Soup is Good Food: Gazpacho Challenge 2005 (Part I)

Gazpacho -- Yum!

I’m always looking for non-cooked, lighter dinners to have when it’s hot out. Gazpacho is a promising subject, but I’m usually somewhat disappointed by what I try to make at home. There’s a place in California — Gayle’s in Capitola — that we went to once and I had the gazpacho. So, so good. Why did we only go there once? Huh? Yeah, I don’t know either. Oh yeah, we are lame.

Also the gazpacho at Lauro Kitchen here in Portland is pretty good too. But it seems I can never replicate that, “wow, this is woooonderful” quality at home when it comes to gazpacho — it continues to elude me.

Oh, I will play your game, you rogue.

And…this challenge is made all the trickier by the fact that, well, I don’t really like cucumbers all that much except under certain circumstances. Exceptional gazpacho being one of those*. So, I am now on a gazpacho quest. I’ve recently come across a couple of recipes that sound interesting and I am going to try them (hopefully, to super-tasty results). The first one up is traditional in style and is a mish-mash of a number of different recipes I’ve found for the basic tomato-cucumber-pepper concoction. This one, however, includes using stale bread in the mix — something I’ve never tried before.

Gazpacho experiment #1 goes something a little like this:


A hunk of day old bread, crust removed, cut into cubes (I used Garlic & Romano Sourdough bread form New Season’s Market, because we had some and it was indeed day old. In fact, one could call it slightly stale
1 clove of garlic
3 medium tomatoes, cut into chunks
1/4 teaspoon ground cumin
1 teaspoon salt
A bit less than 1/4 cup olive oil, preferably extra-virgin
1 tablespoon red wine vinegar
1 cup chicken stock (or so)
1/2 an English cucumber, cut into chunks + plus some diced nicely for top of soup
1/4 of a red onion + plus some diced nicely for top of soup
1 green pepper, mostly chunked up, but reserve some to…you guessed it…dice nicely for
top of soup

Place bread in a bowl and add chicken stock to cover, letting soak for
about 5 minutes. Meanwhile, put tomatoes in blender and pulse a few times.

Squeeze the excess stock out of the bread and place the bread in the blender, along with
the garlic. Blend until smooth. The mixture will turn a light red to pink color.

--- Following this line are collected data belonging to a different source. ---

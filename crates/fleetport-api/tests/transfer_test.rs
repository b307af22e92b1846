mod helpers;

use axum_test::multipart::{MultipartForm, Part};
use bytes::Bytes;
use chrono::NaiveDate;
use helpers::{setup_test_app, setup_test_app_with, TEST_EMAIL};
use rust_xlsxwriter::{ExcelDateTime, Format, Workbook};
use serde_json::json;

const CARS_CSV: &str = "first_name,last_name,email,car_make,car_model,vin,manufactured_date\n\
Ada,Lovelace,ada@example.com,Toyota,Corolla,A1,2015-03-01\n\
Alan,Turing,alan@example.com,Honda,Civic,A2,2018-07-15\n\
Ada,Lovelace,ada@example.com,Toyota,Corolla,A1,2015-03-01\n";

fn upload_form(file_name: &str, contents: &'static str, email: Option<&str>) -> MultipartForm {
    let part = Part::bytes(Bytes::from_static(contents.as_bytes()))
        .file_name(file_name.to_string())
        .mime_type("text/csv");
    let form = MultipartForm::new().add_part("file", part);
    match email {
        Some(email) => form.add_text("email", email.to_string()),
        None => form,
    }
}

#[tokio::test]
async fn import_upload_queues_job_and_skips_duplicates() {
    let app = setup_test_app().await;

    let response = app
        .client()
        .post("/api/v1/vehicles/import")
        .multipart(upload_form("cars.csv", CARS_CSV, Some(TEST_EMAIL)))
        .await;

    assert_eq!(response.status_code(), 202);
    let body: serde_json::Value = response.json();
    let saved = body["saved_file_path"].as_str().unwrap();
    assert!(saved.ends_with("-cars.csv"));
    assert!(std::path::Path::new(saved).exists());

    let job = app.wait_for_job(body["job_id"].as_str().unwrap()).await;
    assert_eq!(job["status"], "completed");
    assert_eq!(job["result"]["imported"], 2);
    assert_eq!(job["result"]["skipped"], 1);
    assert_eq!(app.store.len(), 2);

    let sent = app.notifier.sent();
    assert_eq!(sent.len(), 1);
    assert_eq!(sent[0].0, TEST_EMAIL);
    assert_eq!(
        sent[0].1,
        "Import Successful! 2 new vehicles added, 1 duplicates skipped."
    );
}

fn fleet_workbook() -> Vec<u8> {
    let mut workbook = Workbook::new();
    let sheet = workbook.add_worksheet();
    let header = ["First Name", "Last Name", "Email", "Car Make", "Car Model", "VIN", "Manufactured Date"];
    for (col, title) in header.iter().enumerate() {
        sheet.write_string(0, col as u16, *title).unwrap();
    }
    for (col, value) in ["Grace", "Hopper", "grace@example.com", "Honda", "Civic", "X1"]
        .iter()
        .enumerate()
    {
        sheet.write_string(1, col as u16, *value).unwrap();
    }
    let built = ExcelDateTime::from_ymd(2012, 9, 9).unwrap();
    sheet
        .write_datetime_with_format(1, 6, &built, &Format::new().set_num_format("yyyy-mm-dd"))
        .unwrap();
    workbook.save_to_buffer().unwrap()
}

#[tokio::test]
async fn import_accepts_excel_workbook() {
    let app = setup_test_app().await;

    let part = Part::bytes(Bytes::from(fleet_workbook()))
        .file_name("fleet.xlsx")
        .mime_type("application/vnd.openxmlformats-officedocument.spreadsheetml.sheet");
    let form = MultipartForm::new()
        .add_part("file", part)
        .add_text("email", TEST_EMAIL);

    let response = app
        .client()
        .post("/api/v1/vehicles/import")
        .multipart(form)
        .await;
    assert_eq!(response.status_code(), 202);
    let body: serde_json::Value = response.json();

    let job = app.wait_for_job(body["job_id"].as_str().unwrap()).await;
    assert_eq!(job["status"], "completed");
    assert_eq!(job["result"]["imported"], 1);

    let vehicle: serde_json::Value = app.client().get("/api/v1/vehicles/X1").await.json();
    assert_eq!(vehicle["manufactured_date"], "2012-09-09");
    assert_eq!(vehicle["car_make"], "Honda");
}

#[tokio::test]
async fn import_rejects_unsupported_extension() {
    let app = setup_test_app().await;

    let response = app
        .client()
        .post("/api/v1/vehicles/import")
        .multipart(upload_form("cars.pdf", CARS_CSV, Some(TEST_EMAIL)))
        .await;

    assert_eq!(response.status_code(), 400);
    let body: serde_json::Value = response.json();
    assert_eq!(body["code"], "UNSUPPORTED_FORMAT");

    let uploads = std::fs::read_dir(app.state.files.upload_dir()).unwrap().count();
    assert_eq!(uploads, 0);
}

#[tokio::test]
async fn import_rejects_oversized_file() {
    let app = setup_test_app_with(|config| config.max_upload_size_bytes = 64).await;

    let response = app
        .client()
        .post("/api/v1/vehicles/import")
        .multipart(upload_form("cars.csv", CARS_CSV, Some(TEST_EMAIL)))
        .await;

    assert_eq!(response.status_code(), 413);
    let body: serde_json::Value = response.json();
    assert_eq!(body["code"], "PAYLOAD_TOO_LARGE");
    let uploads = std::fs::read_dir(app.state.files.upload_dir()).unwrap().count();
    assert_eq!(uploads, 0);
}

#[tokio::test]
async fn import_requires_email_and_file() {
    let app = setup_test_app().await;

    let response = app
        .client()
        .post("/api/v1/vehicles/import")
        .multipart(upload_form("cars.csv", CARS_CSV, None))
        .await;
    assert_eq!(response.status_code(), 400);

    let response = app
        .client()
        .post("/api/v1/vehicles/import")
        .multipart(MultipartForm::new().add_text("email", TEST_EMAIL))
        .await;
    assert_eq!(response.status_code(), 400);

    let response = app
        .client()
        .post("/api/v1/vehicles/import")
        .multipart(upload_form("cars.csv", CARS_CSV, Some("not-an-email")))
        .await;
    assert_eq!(response.status_code(), 400);
}

#[tokio::test]
async fn export_then_download() {
    let app = setup_test_app().await;
    app.seed_vehicle("OLD1", "Corolla", NaiveDate::from_ymd_opt(2001, 1, 1).unwrap())
        .await;
    app.seed_vehicle("NEW1", "Civic", chrono::Utc::now().date_naive())
        .await;

    let response = app
        .client()
        .post("/api/v1/vehicles/export")
        .json(&json!({ "min_age": 5, "email": TEST_EMAIL }))
        .await;

    assert_eq!(response.status_code(), 202);
    let body: serde_json::Value = response.json();
    assert_eq!(body["min_age"], 5);
    assert_eq!(body["email"], TEST_EMAIL);

    let job = app.wait_for_job(body["job_id"].as_str().unwrap()).await;
    assert_eq!(job["status"], "completed");
    assert_eq!(job["result"]["exported"], 1);
    let file_name = job["result"]["file_name"].as_str().unwrap().to_string();

    let (_, message, notified_file) = app.notifier.sent().pop().unwrap();
    assert_eq!(message, "Export complete! 1 vehicles exported.");
    assert_eq!(notified_file.as_deref(), Some(file_name.as_str()));

    let download = app
        .client()
        .get("/api/v1/vehicles/export/download")
        .add_query_param("file_name", &file_name)
        .await;

    assert_eq!(download.status_code(), 200);
    assert_eq!(download.header("content-type"), "text/csv");
    assert!(download
        .header("content-disposition")
        .to_str()
        .unwrap()
        .starts_with("attachment"));

    let text = download.text();
    let mut lines = text.lines();
    assert_eq!(
        lines.next(),
        Some("id,first_name,last_name,email,car_make,car_model,vin,manufactured_date,age_of_vehicle")
    );
    assert!(lines.next().unwrap().contains(",OLD1,2001-01-01,"));
    assert_eq!(lines.next(), None);
}

#[tokio::test]
async fn export_with_no_match_sends_no_file() {
    let app = setup_test_app().await;

    let response = app
        .client()
        .post("/api/v1/vehicles/export")
        .json(&json!({ "min_age": 50, "email": TEST_EMAIL }))
        .await;
    let body: serde_json::Value = response.json();

    let job = app.wait_for_job(body["job_id"].as_str().unwrap()).await;
    assert_eq!(job["result"]["exported"], 0);

    let sent = app.notifier.sent();
    assert_eq!(
        sent,
        vec![(
            TEST_EMAIL.to_string(),
            "No vehicles found older than 50 years.".to_string(),
            None
        )]
    );
    let exports = std::fs::read_dir(app.state.files.export_dir()).unwrap().count();
    assert_eq!(exports, 0);
}

#[tokio::test]
async fn export_rejects_negative_age_and_bad_email() {
    let app = setup_test_app().await;

    let response = app
        .client()
        .post("/api/v1/vehicles/export")
        .json(&json!({ "min_age": -1, "email": TEST_EMAIL }))
        .await;
    assert_eq!(response.status_code(), 400);

    let response = app
        .client()
        .post("/api/v1/vehicles/export")
        .json(&json!({ "min_age": 3, "email": "nobody" }))
        .await;
    assert_eq!(response.status_code(), 400);
}

#[tokio::test]
async fn download_missing_file_is_not_found() {
    let app = setup_test_app().await;

    let response = app
        .client()
        .get("/api/v1/vehicles/export/download")
        .add_query_param("file_name", "export_vehicles_1.csv")
        .await;
    assert_eq!(response.status_code(), 404);

    let response = app
        .client()
        .get("/api/v1/vehicles/export/download")
        .add_query_param("file_name", "../secrets.csv")
        .await;
    assert_eq!(response.status_code(), 400);
}

#[tokio::test]
async fn unknown_job_is_not_found() {
    let app = setup_test_app().await;

    let response = app
        .client()
        .get(&format!("/api/v1/jobs/{}", uuid::Uuid::new_v4()))
        .await;
    assert_eq!(response.status_code(), 404);
}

In the original directions I had read, it said to blend the bread and garlic together alone, but when I tried that, the blades just whirled around, doing nothing to the bread. It needed some liquid. It worked much better when I took the bread out and pulsed the tomatoes in there first. So, there you go.

Add cumin, salt, cucumber, onion, vinegar and green pepper. Blend some more. Open top and stream in olive oil. Now transfer to a container and refrigerate for a couple of hours. To serve, sprinkle the diced veggies on the top. When I did this, I also included some diced avocado because I had half of one that I needed to use.

This will make about 2 big bowls.


Overall, I really liked this version. I’ve usually made a chunkier gazpacho before, but I think I may prefer the smoothly blended style. I also liked including the bread in the gazpacho. Normally, I would just blend half the veggies and stir the other half in, but with the bread there (and blending all the veggies except for a few for the top), it was definitely more creamy and perhaps a bit mellower. I want to tweak the seasoning and ratios of veggies a bit next time, but overall, I was pleased. So was jwa, who asked for more. Ha! There was none. Not because I am mean & greedy, but whenever I usually make gazpacho, there are always leftovers that no one eats. Gazpacho is very sad after 3 days in the refrigerator.

Since I like the little icons so much….I will give this recipe 3.5 garlic presses (out of four)!

3.5 garlic presses

Next up on Gazpacho Challenge: Creamy Avocado Gazpacho w/ Spicy Croutons!

* Another exception to the “I don’t really care for cucumbers” rule is garlicky-cucumber-yogurt sauce, otherwise known as Tsatziki. Yum!